Source material:
- - - - -
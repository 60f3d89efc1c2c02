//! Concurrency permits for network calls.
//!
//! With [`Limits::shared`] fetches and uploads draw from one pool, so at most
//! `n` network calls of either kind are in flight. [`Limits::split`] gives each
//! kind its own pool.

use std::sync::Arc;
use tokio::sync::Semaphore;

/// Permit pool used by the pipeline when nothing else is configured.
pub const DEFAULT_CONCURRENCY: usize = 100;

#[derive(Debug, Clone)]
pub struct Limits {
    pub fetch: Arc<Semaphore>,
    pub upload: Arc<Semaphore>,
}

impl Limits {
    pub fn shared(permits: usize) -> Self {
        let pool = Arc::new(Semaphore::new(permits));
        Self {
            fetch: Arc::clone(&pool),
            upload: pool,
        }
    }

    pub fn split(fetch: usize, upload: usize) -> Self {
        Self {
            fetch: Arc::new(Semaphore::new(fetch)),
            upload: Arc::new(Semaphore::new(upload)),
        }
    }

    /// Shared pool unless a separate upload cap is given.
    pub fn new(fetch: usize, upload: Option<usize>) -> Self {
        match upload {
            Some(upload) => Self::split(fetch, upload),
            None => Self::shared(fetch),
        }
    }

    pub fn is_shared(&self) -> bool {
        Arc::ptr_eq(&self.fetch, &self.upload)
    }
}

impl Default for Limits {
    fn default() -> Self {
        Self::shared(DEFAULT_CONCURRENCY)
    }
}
- - - - -
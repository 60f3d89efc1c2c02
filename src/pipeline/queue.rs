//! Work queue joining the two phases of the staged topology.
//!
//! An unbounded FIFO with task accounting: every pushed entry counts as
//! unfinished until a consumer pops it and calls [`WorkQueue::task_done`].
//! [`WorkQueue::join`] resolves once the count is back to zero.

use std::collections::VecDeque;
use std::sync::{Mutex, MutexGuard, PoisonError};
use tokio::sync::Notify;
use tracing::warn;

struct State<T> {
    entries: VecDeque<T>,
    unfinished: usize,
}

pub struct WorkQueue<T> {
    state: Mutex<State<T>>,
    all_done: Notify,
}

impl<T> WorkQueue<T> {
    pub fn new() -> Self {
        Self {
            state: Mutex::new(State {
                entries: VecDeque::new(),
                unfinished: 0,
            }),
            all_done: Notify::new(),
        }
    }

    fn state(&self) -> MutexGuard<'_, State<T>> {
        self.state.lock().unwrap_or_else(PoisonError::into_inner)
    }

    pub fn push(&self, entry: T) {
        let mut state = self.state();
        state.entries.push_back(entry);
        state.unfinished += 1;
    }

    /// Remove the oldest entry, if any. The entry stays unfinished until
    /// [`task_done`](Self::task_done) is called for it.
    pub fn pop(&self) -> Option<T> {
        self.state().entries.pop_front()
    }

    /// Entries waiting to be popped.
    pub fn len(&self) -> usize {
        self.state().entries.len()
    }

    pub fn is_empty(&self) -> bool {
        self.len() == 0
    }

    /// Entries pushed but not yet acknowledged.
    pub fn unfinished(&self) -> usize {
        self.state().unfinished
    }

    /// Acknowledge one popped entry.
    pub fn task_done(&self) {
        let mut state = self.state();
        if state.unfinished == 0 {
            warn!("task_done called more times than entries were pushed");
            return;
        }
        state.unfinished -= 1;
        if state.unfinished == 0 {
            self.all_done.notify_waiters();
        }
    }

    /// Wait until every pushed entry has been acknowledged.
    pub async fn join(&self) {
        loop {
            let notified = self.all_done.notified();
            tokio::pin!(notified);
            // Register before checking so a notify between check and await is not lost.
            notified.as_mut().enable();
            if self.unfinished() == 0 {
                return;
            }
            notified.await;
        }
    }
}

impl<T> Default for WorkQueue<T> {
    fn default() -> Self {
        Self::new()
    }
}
- - - - -
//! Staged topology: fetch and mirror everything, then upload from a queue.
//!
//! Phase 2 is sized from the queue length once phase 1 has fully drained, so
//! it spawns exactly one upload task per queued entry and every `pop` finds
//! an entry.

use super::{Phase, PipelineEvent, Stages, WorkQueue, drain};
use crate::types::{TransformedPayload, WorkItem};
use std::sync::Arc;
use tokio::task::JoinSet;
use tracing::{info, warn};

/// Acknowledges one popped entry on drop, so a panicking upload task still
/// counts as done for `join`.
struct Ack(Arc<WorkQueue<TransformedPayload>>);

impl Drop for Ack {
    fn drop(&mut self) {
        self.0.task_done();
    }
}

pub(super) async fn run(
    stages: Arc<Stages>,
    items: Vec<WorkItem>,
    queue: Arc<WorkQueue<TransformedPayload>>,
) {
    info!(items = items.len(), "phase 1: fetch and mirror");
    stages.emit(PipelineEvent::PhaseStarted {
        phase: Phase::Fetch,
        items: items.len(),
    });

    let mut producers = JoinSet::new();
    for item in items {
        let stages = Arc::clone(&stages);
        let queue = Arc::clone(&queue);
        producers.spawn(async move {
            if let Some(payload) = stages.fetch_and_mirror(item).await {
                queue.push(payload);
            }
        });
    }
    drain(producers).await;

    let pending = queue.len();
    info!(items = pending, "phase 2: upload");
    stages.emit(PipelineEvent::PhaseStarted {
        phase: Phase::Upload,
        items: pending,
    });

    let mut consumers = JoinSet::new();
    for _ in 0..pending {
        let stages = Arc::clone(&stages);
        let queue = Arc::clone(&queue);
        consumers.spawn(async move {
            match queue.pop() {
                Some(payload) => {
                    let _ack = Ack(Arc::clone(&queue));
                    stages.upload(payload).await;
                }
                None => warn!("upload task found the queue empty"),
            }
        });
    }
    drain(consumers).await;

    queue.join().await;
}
- - - - -
Begin at the line above that has "for network calls." and stop after the line that has "use tokio::sync::Semaphore;", copying each line exactly and adding nothing else.

Response:
//! Concurrency permits for network calls.
//!
//! With [`Limits::shared`] fetches and uploads draw from one pool, so at most
//! `n` network calls of either kind are in flight. [`Limits::split`] gives each
//! kind its own pool.

use std::sync::Arc;
use tokio::sync::Semaphore;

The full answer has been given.